Мечты матери о роскошной жизни долгое время упирались в реалии оплачиваемой работы, но она не могла расстаться со своими замашками и пыталась понемногу воплощать их в жизнь, используя нас с братом для демонстрации своего вкуса. Пэта в детстве всегда наряжали как маленького паиньку – итонские воротнички, короткие штанишки; этим отчасти объяснялось, почему он так быстро научился драться. Я избежал самого худшего – она уже не могла себе этого позволить, но все равно водила меня стричься в «Бест и Ко»[10] на Пятой авеню, потому что знала, что именно там «лучшие люди» стригли своих детей. «Лучшие люди» ходили только в «Бест».
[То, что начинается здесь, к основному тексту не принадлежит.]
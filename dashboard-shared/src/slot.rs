//! Display slots: the last rendered text for each metric plus its visual state.
//!
//! A slot belongs to at most one mutually exclusive tag group (trouble-code
//! or ignition). The active tag is stored as a single `Option<StateTag>`, so
//! applying a new tag always replaces the previous one and a reset clears it.

use crate::config::Placeholder;
use crate::format::FieldRender;
use crate::metrics::{FieldKind, MetricName};

/// Trouble-code group.
#[derive(Debug, Clone, Copy, PartialEq, Eq)]
pub enum DtcTag {
    HasDtc,
    NoDtc,
}

/// Ignition group.
#[derive(Debug, Clone, Copy, PartialEq, Eq)]
pub enum IgnitionTag {
    Off,
    On,
    Running,
}

impl IgnitionTag {
    /// Match a sender label exactly. Other labels have no dedicated tag.
    pub fn from_label(label: &str) -> Option<Self> {
        match label {
            "Off" => Some(IgnitionTag::Off),
            "On" => Some(IgnitionTag::On),
            "Running" => Some(IgnitionTag::Running),
            _ => None,
        }
    }
}

/// A visual state tag from one of the exclusive groups.
#[derive(Debug, Clone, Copy, PartialEq, Eq)]
pub enum StateTag {
    Dtc(DtcTag),
    Ignition(IgnitionTag),
}

impl StateTag {
    /// CSS class carried by the slot element while this tag is active.
    pub fn class(&self) -> &'static str {
        match self {
            StateTag::Dtc(DtcTag::HasDtc) => "has-dtc",
            StateTag::Dtc(DtcTag::NoDtc) => "no-dtc",
            StateTag::Ignition(IgnitionTag::Off) => "Off",
            StateTag::Ignition(IgnitionTag::On) => "On",
            StateTag::Ignition(IgnitionTag::Running) => "Running",
        }
    }
}

/// One metric's display state.
#[derive(Debug, Clone, PartialEq)]
pub struct DisplaySlot {
    name: MetricName,
    text: Option<String>,
    tag: Option<StateTag>,
}

impl DisplaySlot {
    pub fn new(name: MetricName) -> Self {
        Self {
            name,
            text: None,
            tag: None,
        }
    }

    pub fn name(&self) -> MetricName {
        self.name
    }

    /// Rendered text, or `None` while the slot shows its placeholder.
    pub fn text(&self) -> Option<&str> {
        self.text.as_deref()
    }

    /// Text to put in the page element.
    pub fn display_text<'a>(&'a self, placeholder: &Placeholder) -> &'a str {
        self.text.as_deref().unwrap_or(placeholder.as_str())
    }

    pub fn tag(&self) -> Option<StateTag> {
        self.tag
    }

    pub fn is_placeholder(&self) -> bool {
        self.text.is_none() && self.tag.is_none()
    }

    /// Apply a rendered field: replace the text and set (or clear) the group tag.
    pub fn apply(&mut self, render: FieldRender) {
        self.text = render.text;
        self.apply_state(render.tag);
    }

    /// Clear the slot's group and set at most one tag.
    pub fn apply_state(&mut self, tag: Option<StateTag>) {
        self.tag = tag;
    }

    /// Back to the neutral placeholder with no tag.
    pub fn reset(&mut self) {
        self.text = None;
        self.tag = None;
    }

    /// Full class list for the slot element.
    pub fn css_classes(&self) -> String {
        let base = match self.name.kind() {
            FieldKind::TroubleCode => "metric-value small-text dtc",
            FieldKind::Ignition => "metric-value text-status ignitionState",
            FieldKind::Gauge { .. } | FieldKind::Duration => "metric-value",
        };
        match self.tag {
            Some(tag) => format!("{base} {}", tag.class()),
            None => base.to_string(),
        }
    }
}

/// Fixed table of slots, one per known metric, created once at startup.
#[derive(Debug, Clone, PartialEq)]
pub struct SlotTable {
    slots: Vec<DisplaySlot>,
}

impl SlotTable {
    pub fn new() -> Self {
        Self {
            slots: MetricName::ALL.iter().copied().map(DisplaySlot::new).collect(),
        }
    }

    pub fn get(&self, name: MetricName) -> &DisplaySlot {
        // Slots are built from MetricName::ALL in order.
        &self.slots[Self::index(name)]
    }

    pub fn get_mut(&mut self, name: MetricName) -> &mut DisplaySlot {
        &mut self.slots[Self::index(name)]
    }

    pub fn iter(&self) -> impl Iterator<Item = &DisplaySlot> {
        self.slots.iter()
    }

    /// Reset every slot to its placeholder.
    pub fn reset_all(&mut self) {
        for slot in &mut self.slots {
            slot.reset();
        }
    }

    pub fn all_placeholder(&self) -> bool {
        self.slots.iter().all(DisplaySlot::is_placeholder)
    }

    fn index(name: MetricName) -> usize {
        MetricName::ALL
            .iter()
            .position(|candidate| *candidate == name)
            .unwrap_or_default()
    }
}

impl Default for SlotTable {
    fn default() -> Self {
        Self::new()
    }
}
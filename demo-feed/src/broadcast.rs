//! Fan-out of JSON text messages to WebSocket clients.
//!
//! One producer publishes each message once; every connected client holds a
//! subscriber. Slow clients that fall behind skip messages instead of
//! stalling the producer.

use std::sync::Arc;

use tokio::sync::broadcast;
use tokio_stream::wrappers::BroadcastStream;
use tokio_stream::{Stream, StreamExt};

/// A message ready for sending, shared between subscribers.
pub type FeedMessage = Arc<str>;

/// Broadcaster for one feed (metrics or camera).
#[derive(Debug, Clone)]
pub struct FeedBroadcaster {
    tx: broadcast::Sender<FeedMessage>,
}

impl FeedBroadcaster {
    /// Create a new broadcaster with the given channel capacity.
    ///
    /// Capacity is how many messages can queue before lagging clients skip.
    pub fn new(capacity: usize) -> Self {
        let (tx, _) = broadcast::channel(capacity);
        Self { tx }
    }

    /// Publish a message to all subscribers.
    ///
    /// Returns the number of active subscribers, or 0 if none.
    pub fn publish(&self, message: impl Into<FeedMessage>) -> usize {
        self.tx.send(message.into()).unwrap_or(0)
    }

    /// Serialize and publish a value.
    pub fn publish_json<T: serde::Serialize>(&self, value: &T) -> serde_json::Result<usize> {
        let text = serde_json::to_string(value)?;
        Ok(self.publish(text))
    }

    pub fn subscribe(&self) -> FeedSubscriber {
        FeedSubscriber {
            rx: self.tx.subscribe(),
        }
    }

    pub fn subscriber_count(&self) -> usize {
        self.tx.receiver_count()
    }
}

impl Default for FeedBroadcaster {
    fn default() -> Self {
        Self::new(16)
    }
}

/// A subscriber to one feed.
pub struct FeedSubscriber {
    rx: broadcast::Receiver<FeedMessage>,
}

impl FeedSubscriber {
    /// Stream of messages, skipping any lost to lag.
    pub fn into_stream(self) -> impl Stream<Item = FeedMessage> {
        BroadcastStream::new(self.rx).filter_map(|result| match result {
            Ok(message) => Some(message),
            Err(e) => {
                // Lagged: the client missed some messages, keep going
                tracing::debug!("subscriber skipped messages: {e}");
                None
            }
        })
    }
}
Борьба между Мэри и сыновьями вращалась в основном вокруг ее «планов» на наш счет и нашего чрезмерно развитого чувства независимости. Женщина с неистребимыми аристократическими замашками, она была одержима идеей, что принадлежит к «сливкам» нации, в отличие от всех этих ирландцев-нищебродов с их закоренелым пьянством, ленью, сумасбродством и бесчинствами, всеми теми чертами, которые – в той мере, в какой этническая общность вообще что-нибудь значит, – исходят из тех же особенностей национального характера, что делают ирландцев такими славными малыми.